The population of migrant Tribals in Mumbai is estimated at around 80,000. Most hail from Jharkhand, Chattisgarh, Odisha, as well as some parts of Madhya Pradesh and West Bengal. They have migrated because of a lack of income, and usually work as domestic laborers in cities.
Female migrants generally work as live-ins or part-time domestic helpers. The men are generally involved in textiles, construction, stone quarries, mines, small scale industries such as diamond cutting and leather accessories, or in poultry farms, rickshaw driving , security service, small hotels, road side restaurants, and so on.
“The paradox of Christmas is captured in the homeless family that found that there was no room in the Inn, but could find it in a small dingy backroom stable in Bethlehem, replete with the abundance of hospitality radiating from the large hearts of shepherds and wise searchers, who were sensitive to the deeper meaning of God in the Infant lying in the manger,” Gracias wrote, trying to connect the Christmas story to the experience of these migrant families.
“When does the work of Christmas begin?” he asks.
“It begins when we heal the broken hearted with the touch of God’s Mercy: when we feed the hungry, when we bring the promise of hope, the forgiving love and the restoring compassion of God to those crippled with fear of terror, plagued with the anxiety of uncertainty and imprisoned in darkness of sin and death.”

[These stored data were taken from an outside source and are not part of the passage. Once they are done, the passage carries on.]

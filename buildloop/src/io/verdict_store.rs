//! Single-slot verdict channel between the review tool and the controller.
//!
//! The review tool writes `verdict.json` during an iteration; the controller
//! clears it before the next one starts. Reads never fail: anything that is not
//! a well-formed verdict reads as [`Verdict::Absent`], so a crashed or partially
//! written file is never mistaken for a judgment.

use std::fs;
use std::io::ErrorKind;
use std::path::{Path, PathBuf};
use std::sync::LazyLock;

use anyhow::{Context, Result};
use chrono::{SecondsFormat, Utc};
use jsonschema::{Draft, Validator};
use serde::{Deserialize, Serialize};
use serde_json::Value;
use tracing::{debug, instrument, warn};

use crate::core::types::Verdict;

/// JSON Schema for the verdict artifact, also published for review tooling.
pub const VERDICT_SCHEMA: &str = include_str!("../../schemas/verdict.schema.json");

static VERDICT_VALIDATOR: LazyLock<Validator> = LazyLock::new(|| {
    let schema: Value =
        serde_json::from_str(VERDICT_SCHEMA).expect("verdict schema should be valid json");
    jsonschema::options()
        .with_draft(Draft::Draft202012)
        .build(&schema)
        .expect("verdict schema should compile")
});

/// On-disk shape written by the review tool.
#[derive(Debug, Clone, Serialize, Deserialize, PartialEq, Eq)]
struct VerdictArtifact {
    approved: bool,
    #[serde(default, skip_serializing_if = "Option::is_none")]
    summary: Option<String>,
    #[serde(default, skip_serializing_if = "Option::is_none")]
    reason: Option<String>,
    #[serde(default, skip_serializing_if = "Option::is_none")]
    timestamp: Option<String>,
}

impl From<VerdictArtifact> for Verdict {
    fn from(artifact: VerdictArtifact) -> Self {
        if artifact.approved {
            Verdict::Approved {
                summary: artifact.summary.unwrap_or_default(),
                timestamp: artifact.timestamp,
            }
        } else {
            Verdict::Denied {
                reason: artifact.reason.unwrap_or_default(),
                timestamp: artifact.timestamp,
            }
        }
    }
}

#[derive(Debug, Clone)]
pub struct VerdictStore {
    path: PathBuf,
}

impl VerdictStore {
    pub fn new(path: impl Into<PathBuf>) -> Self {
        Self { path: path.into() }
    }

    pub fn path(&self) -> &Path {
        &self.path
    }

    /// Remove any stale verdict. Succeeds when nothing is there.
    pub fn clear(&self) -> Result<()> {
        match fs::remove_file(&self.path) {
            Ok(()) => {
                debug!(path = %self.path.display(), "cleared stale verdict");
                Ok(())
            }
            Err(err) if err.kind() == ErrorKind::NotFound => Ok(()),
            Err(err) => {
                Err(err).with_context(|| format!("remove verdict {}", self.path.display()))
            }
        }
    }

    #[instrument(skip_all, fields(path = %self.path.display()))]
    pub fn read(&self) -> Verdict {
        let raw = match fs::read_to_string(&self.path) {
            Ok(raw) => raw,
            Err(err) if err.kind() == ErrorKind::NotFound => {
                debug!("no verdict recorded");
                return Verdict::Absent;
            }
            Err(err) => {
                warn!(err = %err, "verdict unreadable, treating as absent");
                return Verdict::Absent;
            }
        };
        parse_verdict(&raw).unwrap_or_else(|| {
            warn!("verdict malformed, treating as absent");
            Verdict::Absent
        })
    }

    pub fn approve(&self, summary: &str) -> Result<Verdict> {
        self.write(VerdictArtifact {
            approved: true,
            summary: Some(summary.to_string()),
            reason: None,
            timestamp: Some(now_rfc3339()),
        })
    }

    pub fn deny(&self, reason: &str) -> Result<Verdict> {
        self.write(VerdictArtifact {
            approved: false,
            summary: None,
            reason: Some(reason.to_string()),
            timestamp: Some(now_rfc3339()),
        })
    }

    fn write(&self, artifact: VerdictArtifact) -> Result<Verdict> {
        let mut buf = serde_json::to_string_pretty(&artifact).context("serialize verdict")?;
        buf.push('\n');
        super::write_atomic(&self.path, &buf)?;
        Ok(artifact.into())
    }
}

/// Parse verdict content; `None` for anything that does not match the schema.
pub fn parse_verdict(raw: &str) -> Option<Verdict> {
    let value: Value = serde_json::from_str(raw).ok()?;
    if !VERDICT_VALIDATOR.is_valid(&value) {
        return None;
    }
    let artifact: VerdictArtifact = serde_json::from_value(value).ok()?;
    Some(artifact.into())
}

fn now_rfc3339() -> String {
    Utc::now().to_rfc3339_opts(SecondsFormat::Secs, true)
}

Migrant Tribals frequently suffer discrimination and oppression, as they do menial work and stay in slum areas and construction sites. Children are made to feel inferior at school and on the playground, and domestic maids are not allowed to accompany their employers or even sit alongside them at public events.
Yet on Christmas, they will eat together with the cardinal and sing carols with him, in a clear challenge to the usual Indian social norms.
“Bringing God’s mercy to a suffering people is at the core of the Christmas story,” Gracias said. “To remember the Christmas story is to bring hope to a world in need. In the words of Pope Francis: ‘Always keep hope alive. Demonstrate that with welcome and hospitality, a window to the future can be offered.’”
“In this season of Christmas of gift-giving and receiving, may we be richly blessed and may we continue in the aftermath of the year of Mercy to serve one another with the gifts we have received from Him,” Gracias wrote.